AgentUse provides two built-in tools for file operations and command execution. This reference documents their configuration options and path matching behavior.
Path Matching Behavior
Both tools use containment-based path matching by default:
| Pattern | Mode | Matches |
|---|
${root} | Containment | All files under project root |
${root}/src | Containment | All files under src directory |
${root}/**/*.ts | Glob | Only .ts files anywhere in project |
${root}/*.json | Glob | Only .json files in root (not subdirs) |
Rule: If the path contains glob characters (*, ?, [), it uses glob matching. Otherwise, it uses containment (path = path/**).
Controls access for Read, Write, and Edit operations.
Configuration
tools:
filesystem:
- path: ${root}
permissions: [read]
- path: ${root}/src
permissions: [read, write, edit]
- paths:
- ${root}/docs
- ${root}/tests
permissions: [read]
Fields
| Field | Type | Description |
|---|
path | string | Single path or pattern |
paths | string[] | Multiple paths or patterns (alternative to path) |
permissions | Permission[] | Array of allowed operations: read, write, edit |
Path Variables
| Variable | Description |
|---|
${root} | Project root directory |
${agentDir} | Directory containing the agent file |
${tmpDir} | System temp directory (or custom if configured) |
~ | User’s home directory |
Examples
# Containment mode (recommended for most cases)
filesystem:
- path: ${root}
permissions: [read, write, edit]
# Restrict to specific subdirectory
filesystem:
- path: ${root}/src
permissions: [read, write]
- path: ${root}/docs
permissions: [read]
# Fine-grained control with glob patterns
filesystem:
- path: ${root}/**/*.ts
permissions: [edit]
- path: ${root}/**/*.md
permissions: [read]
Controls which shell commands can be executed and in which directories.
Configuration
tools:
bash:
commands:
- "git *"
- "npm *"
- "pnpm *"
allowedPaths:
- /tmp
- ~/workspace
timeout: 120000
Fields
| Field | Type | Default | Description |
|---|
commands | string[] | Required | Allowlist of command patterns (supports * wildcard) |
allowedPaths | string[] | [] | Additional directories beyond project root |
timeout | number | 120000 | Command timeout in milliseconds |
Command Patterns
Commands use simple wildcard matching:
| Pattern | Matches |
|---|
git * | Any git command (git status, git commit, etc.) |
npm install | Only npm install (exact match) |
* | Any command (use with caution) |
allowedPaths Behavior
The allowedPaths field uses containment - a path grants access to all files and subdirectories within it:
bash:
allowedPaths:
- /tmp # Allows /tmp, /tmp/foo, /tmp/foo/bar, etc.

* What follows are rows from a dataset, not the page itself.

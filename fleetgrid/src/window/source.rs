//! Range data source contract and the in-memory implementation.

use std::sync::Arc;

use async_trait::async_trait;
use serde::Deserialize;
use serde::Serialize;

use crate::error::SourceError;

/// Default number of rows per request.
pub const DEFAULT_LIMIT: usize = 200;

/// Largest number of rows a single request may ask for.
pub const MAX_LIMIT: usize = 500;

/// Free-form metadata attached to a range response.
pub type Meta = serde_json::Map<String, serde_json::Value>;

/// Clamps a requested row count into `1..=MAX_LIMIT`.
pub fn clamp_limit(limit: usize) -> usize {
    limit.clamp(1, MAX_LIMIT)
}

/// A request for `limit` rows starting at absolute row `offset`.
#[derive(Debug, Clone, Copy, PartialEq, Eq, Hash)]
pub struct RangeRequest {
    pub offset: usize,
    pub limit: usize,
}

impl RangeRequest {
    /// Creates a request, clamping `limit` into `1..=MAX_LIMIT`.
    pub fn new(offset: usize, limit: usize) -> Self {
        Self {
            offset,
            limit: clamp_limit(limit),
        }
    }

    /// Creates the request covering page `page` of `page_size` rows.
    pub fn for_page(page: usize, page_size: usize) -> Self {
        let limit = clamp_limit(page_size);
        Self {
            offset: page * limit,
            limit,
        }
    }

    /// One past the last row index covered by this request.
    pub fn end(&self) -> usize {
        self.offset + self.limit
    }
}

impl Default for RangeRequest {
    fn default() -> Self {
        Self::new(0, DEFAULT_LIMIT)
    }
}

/// Rows and counts returned for a [`RangeRequest`].
///
/// Field names follow the backend search routes, so a response body can be
/// decoded directly with `serde_json`. `rows` is accepted for `items`.
#[derive(Debug, Clone, PartialEq, Serialize, Deserialize)]
pub struct RangeResponse<R> {
    #[serde(default)]
    pub offset: usize,
    #[serde(alias = "rows", default = "Vec::new")]
    pub items: Vec<R>,
    #[serde(default)]
    pub total_count: usize,
    #[serde(default)]
    pub filtered_count: usize,
    #[serde(default, skip_serializing_if = "Option::is_none")]
    pub meta: Option<Meta>,
}

impl<R> RangeResponse<R> {
    /// Creates a response carrying `items` starting at `offset`, with zero counts.
    pub fn new(offset: usize, items: Vec<R>) -> Self {
        Self {
            offset,
            items,
            total_count: 0,
            filtered_count: 0,
            meta: None,
        }
    }

    /// Sets the total and filtered counts.
    pub fn with_counts(mut self, total_count: usize, filtered_count: usize) -> Self {
        self.total_count = total_count;
        self.filtered_count = filtered_count;
        self
    }

    /// Attaches response metadata.
    pub fn with_meta(mut self, meta: Meta) -> Self {
        self.meta = Some(meta);
        self
    }
}

/// Turns `(offset, limit)` requests into rows plus live counts.
///
/// Implementations must accept arbitrary offsets (not just sequential
/// paging) and must be safe to call repeatedly for the same offset.
/// Counts are returned with every response and are treated as the current
/// truth by the renderer.
#[async_trait]
pub trait RangeSource: Send + Sync {
    /// The row type produced by this source.
    type Row: Clone + Send + Sync + 'static;

    /// Loads the rows covered by `request`.
    async fn load_range(
        &self,
        request: RangeRequest,
    ) -> Result<RangeResponse<Self::Row>, SourceError>;
}

/// A static collection served as an in-memory range source.
#[derive(Debug)]
pub struct VecSource<R> {
    rows: Arc<Vec<R>>,
    meta: Option<Meta>,
}

impl<R> VecSource<R> {
    /// Creates a source over the given rows.
    pub fn new(rows: Vec<R>) -> Self {
        Self::from_arc(Arc::new(rows))
    }

    /// Creates a source over shared rows without copying them.
    pub fn from_arc(rows: Arc<Vec<R>>) -> Self {
        Self { rows, meta: None }
    }

    /// Attaches metadata returned with every page.
    pub fn with_meta(mut self, meta: Meta) -> Self {
        self.meta = Some(meta);
        self
    }

    /// Returns all rows in source order.
    pub fn rows(&self) -> &[R] {
        &self.rows
    }

    /// Returns the number of rows.
    pub fn len(&self) -> usize {
        self.rows.len()
    }

    /// Returns `true` if the collection is empty.
    pub fn is_empty(&self) -> bool {
        self.rows.is_empty()
    }
}

#[async_trait]
impl<R> RangeSource for VecSource<R>
where
    R: Clone + Send + Sync + 'static,
{
    type Row = R;

    async fn load_range(&self, request: RangeRequest) -> Result<RangeResponse<R>, SourceError> {
        let len = self.rows.len();
        let start = request.offset.min(len);
        let end = request.end().min(len);

        let mut response =
            RangeResponse::new(request.offset, self.rows[start..end].to_vec()).with_counts(len, len);
        if let Some(meta) = &self.meta {
            response = response.with_meta(meta.clone());
        }
        Ok(response)
    }
}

- ~/workspace # Allows all of ~/workspace/**
Project root is always accessible for bash commands. Use allowedPaths for directories outside the project.
Examples
# Development setup with common tools
bash:
commands:
- "git *"
- "npm *"
- "pnpm *"
- "bun *"
- "tsc *"
- "eslint *"
# CI/CD with restricted access
bash:
commands:
- "npm test"
- "npm run build"
timeout: 300000
# Multi-project setup
bash:
commands:
- "git *"
- "make *"
allowedPaths:
- ~/projects/shared-lib
- /opt/tools
Security Considerations
- Sensitive files blocked:
.env, .env.local, etc. are blocked by default
- Symlink resolution: Symlinks are resolved to prevent escape attacks
- Path traversal prevention:
../ sequences are normalized and validated
- Command allowlist: Only explicitly allowed commands can run
- Directory restrictions: Commands can only access project root and
allowedPaths
- Environment sanitization: Dangerous environment variables are cleared
- Timeout enforcement: Commands are killed after timeout
Be careful with broad command patterns like * or bash *. Prefer explicit command allowlists.